На следующее утро Владимир Соловьев, который вместе с другими выносил гроб из храма, сказал над могилой: «Мы, собравшиеся на могиле, чем лучшим можем выразить свою любовь к нему, чем лучшим помянуть его, как если согласимся и провозгласим, что любовь Достоевского есть наша любовь и вера Достоевского — наша вера. Соединенные любовью к нему, постараемся, чтобы такая любовь соединила нас и друг с другом. Тогда только воздадим мы достойное Духовному вождю русского народа за его великие труды и великие страдания»[461] . Вот как удивительно совершились эти похороны. Конечно, не русский простой народ — тогда, в 80–х годах прошлого века, еще глубоко живший в ощущении своего водительства старцами и святыми, — но русская интеллигенция, стремящаяся к вере, действительно теряла в нем духовного учителя, а главное — духовного друга и отца. Достоевский приводил ее к Вере, не только не отрывая от любви, но раскрывая ей любовь, приводил ее к Небу, но только не отрывая от земли, но, наоборот, научая любить эту землю такою же любовью, какою любят мать. Это, может быть, самое нужное для нее, оторванной от этой земли русской интеллигенции, хорошо выразил поэт Случевский в стихах, прочитанных через две недели после похорон на поминальном вечере:

Три дня в тумане солнце заходило… И на четвертый день безмерно велика, Как некая духовная река, Тебя толпа к могиле уносила… И от свечей в руках, от пламени кадила, От блеска наших слез, и от живых цветов, Качавшихся на зелени венков, — Бессмертие, придя, твой светоч засветило. И приняла тебя земля твоей Отчизны! Дороже стала нам одною из могил Земля, которую, без всякой укоризны, Ты так мучительно и смело так любил!..

Вскоре после похорон, в феврале 1881 года, И. Аксаков писал Победоносцеву: «Смерть Достоевского — истинное наказание Божие. Только теперь вполне раскрывается нравственное его значение, как учителя для молодых душ. В нем обретали себе опору и смелость высшие, нравственные идеалы, смутно и робко носимые в душе то того, то другого юноши. Ибо, в сущности, «угнетенным» и «оскорбленным» должно считаться религиозное и нравственное чувство в среде русской интеллигенции. Молодому человеку нужна большая доля мужества и самостоятельности, чтобы дерзать питать и исповедовать его в себе»[462].

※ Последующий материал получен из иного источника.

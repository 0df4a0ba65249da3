//! Frame encoding and decoding.
//!
//! The codec is deliberately strict: every length field is bounds-checked
//! before use, and a frame that violates any cap, carries an unknown type,
//! or declares lengths inconsistent with its byte count is rejected without
//! being partially interpreted.

use thiserror::Error;

use crate::key::KeyError;
use crate::message::{Direction, MessageType};
use crate::value::{DataType, Label, Value};

/// Magic number opening every frame.
pub const MAGIC: u32 = 0x672;

/// Serialized header length: magic, total length, message type, msgid and
/// parameter count.
pub const HEADER_LEN: usize = 24;

/// Upper bound on a whole frame, header included.
pub const MAX_MESSAGE_LEN: usize = 4096;

/// Upper bound on the number of parameters in one frame.
pub const MAX_PARAMS: usize = 16;

/// Minimum serialized parameter: type and two length fields, a one-byte
/// label with its NUL, and a one-byte value.
pub const MIN_PARAM_LEN: usize = 15;

/// Errors raised by the codec.
#[derive(Debug, Error, PartialEq, Eq)]
pub enum WireError {
    /// Frame does not start with the protocol magic.
    #[error("bad magic 0x{found:x}")]
    BadMagic { found: u32 },
    /// Frame is shorter than its declared or minimum length.
    #[error("truncated frame: have {actual} bytes, need {needed}")]
    Truncated { needed: usize, actual: usize },
    /// Declared total length disagrees with the bytes presented.
    #[error("frame length mismatch: declared {declared}, got {actual}")]
    LengthMismatch { declared: usize, actual: usize },
    /// Frame or declared length exceeds [`MAX_MESSAGE_LEN`].
    #[error("frame of {0} bytes exceeds the {MAX_MESSAGE_LEN} byte cap")]
    Oversize(usize),
    /// Parameter count exceeds [`MAX_PARAMS`].
    #[error("{0} parameters exceed the {MAX_PARAMS} parameter cap")]
    TooManyParams(usize),
    /// Message type id is not part of the protocol.
    #[error("unknown message type {0}")]
    UnknownMessageType(u32),
    /// Message type is not legal for the direction being decoded.
    #[error("message type '{message_type}' not permitted in this direction")]
    ForbiddenMessageType { message_type: MessageType },
    /// Value type id is not part of the protocol.
    #[error("unknown value type {0}")]
    UnknownDataType(u32),
    /// A parameter's label failed validation.
    #[error("invalid parameter label")]
    InvalidLabel,
    /// A string payload carried an embedded NUL byte.
    #[error("string payload contains a NUL byte")]
    EmbeddedNul,
    /// A string payload was not valid UTF-8.
    #[error("string payload is not valid UTF-8")]
    InvalidUtf8,
    /// A fixed-width payload had the wrong length.
    #[error("{data_type} payload of {actual} bytes, expected {expected}")]
    PayloadLength {
        data_type: DataType,
        expected: usize,
        actual: usize,
    },
    /// A boolean payload was neither 0 nor 1.
    #[error("boolean payload out of range")]
    InvalidBoolean,
    /// Textual input did not parse as the requested type.
    #[error("'{input}' does not parse as {data_type}")]
    ValueParse { data_type: DataType, input: String },
    /// A key embedded in a message failed validation.
    #[error(transparent)]
    Key(#[from] KeyError),
}
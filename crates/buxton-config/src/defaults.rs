//! Well-known filesystem locations.
//!
//! The socket path is a compile-time constant shared by the daemon, the
//! client library and the CLI. The remaining locations are defaults only;
//! the daemon accepts overrides so tests can run against scratch
//! directories.

use camino::Utf8PathBuf;

/// Environment variable that disables the uid==0 requirement on
/// system-layer mutations. Test and debug use only.
pub const ROOT_CHECK_ENV: &str = "BUXTON_ROOT_CHECK";

const SOCKET_PATH: &str = "/run/buxton-0";
const CONFIG_PATH: &str = "/etc/buxton/buxton.conf";
const DB_ROOT: &str = "/var/lib/buxton";
const SMACK_RULES_PATH: &str = "/sys/fs/smackfs/load2";

/// The well-known daemon socket path.
#[must_use]
pub fn socket_path() -> Utf8PathBuf {
    Utf8PathBuf::from(SOCKET_PATH)
}

/// Default location of the layer-configuration file.
#[must_use]
pub fn default_config_path() -> Utf8PathBuf {
    Utf8PathBuf::from(CONFIG_PATH)
}

/// Default root directory for persistent layer databases.
#[must_use]
pub fn default_db_root() -> Utf8PathBuf {
    Utf8PathBuf::from(DB_ROOT)
}

/// Default location of the kernel's Smack rule list.
#[must_use]
pub fn default_smack_rules_path() -> Utf8PathBuf {
    Utf8PathBuf::from(SMACK_RULES_PATH)
}
//! Paging request and search result shapes.

use serde::{Deserialize, Serialize};

/// Page window for a search.
///
/// `limit <= 0` means "return nothing" and skips the store entirely.
#[derive(Debug, Clone, Copy, PartialEq, Eq, Serialize, Deserialize)]
pub struct PageRequest {
    pub limit: i64,
    pub offset: i64,
}

impl PageRequest {
    /// Negative offsets are clamped to zero.
    pub fn new(limit: i64, offset: i64) -> Self {
        Self {
            limit,
            offset: offset.max(0),
        }
    }

    /// Builds a window from a 1-based page number.
    ///
    /// Page numbers below 1 are treated as the first page.
    pub fn from_page(page: i64, limit: i64) -> Self {
        let page = page.max(1);
        let offset = if limit > 0 {
            (page - 1).saturating_mul(limit)
        } else {
            0
        };
        Self::new(limit, offset)
    }

    /// Returns whether this window can never hold a row.
    pub fn is_empty_window(&self) -> bool {
        self.limit <= 0
    }
}

/// One page of matching records plus the total number of matches.
#[derive(Debug, Clone, PartialEq, Serialize)]
pub struct SearchResult<E> {
    pub items: Vec<E>,
    pub total: i64,
}

impl<E> SearchResult<E> {
    pub fn empty(total: i64) -> Self {
        Self {
            items: Vec::new(),
            total,
        }
    }
}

«Я поехал поклониться его праху, — пишет Кони. — На полутемной неприветливой лестнице дома на углу Ямской и Кузнечного переулка, где в третьем этаже проживал покойный, было уже довольно много направляющихся к двери, обитой обтрепанной клеенкой. За нею темная передняя комната с тою же скудной и неприхотливой обстановкой, которую я уже видел однажды. Федор Михайлович лежал на невысоком катафалке, так что лицо его было всем видно. Какое лицо! Его нельзя забыть… На нем не было ни того как бы удивленного, ни того окаменело–спокойного выражения, которое бывает у мертвых… Оно говорило, это лицо, оно казалось одухотворенным и прекрасным… Тление еще не успело коснуться, и не печать смерти виднелась на нем, а заря иной, лучшей жизни как будто бросала на него свой отблеск… Я долго не мог оторваться от созерцания этого лица, которое всем своим выражением, казалось, говорило: «Ну да! Это так, — я всегда говорил, что это должно быть так, а теперь я знаю»»[463] .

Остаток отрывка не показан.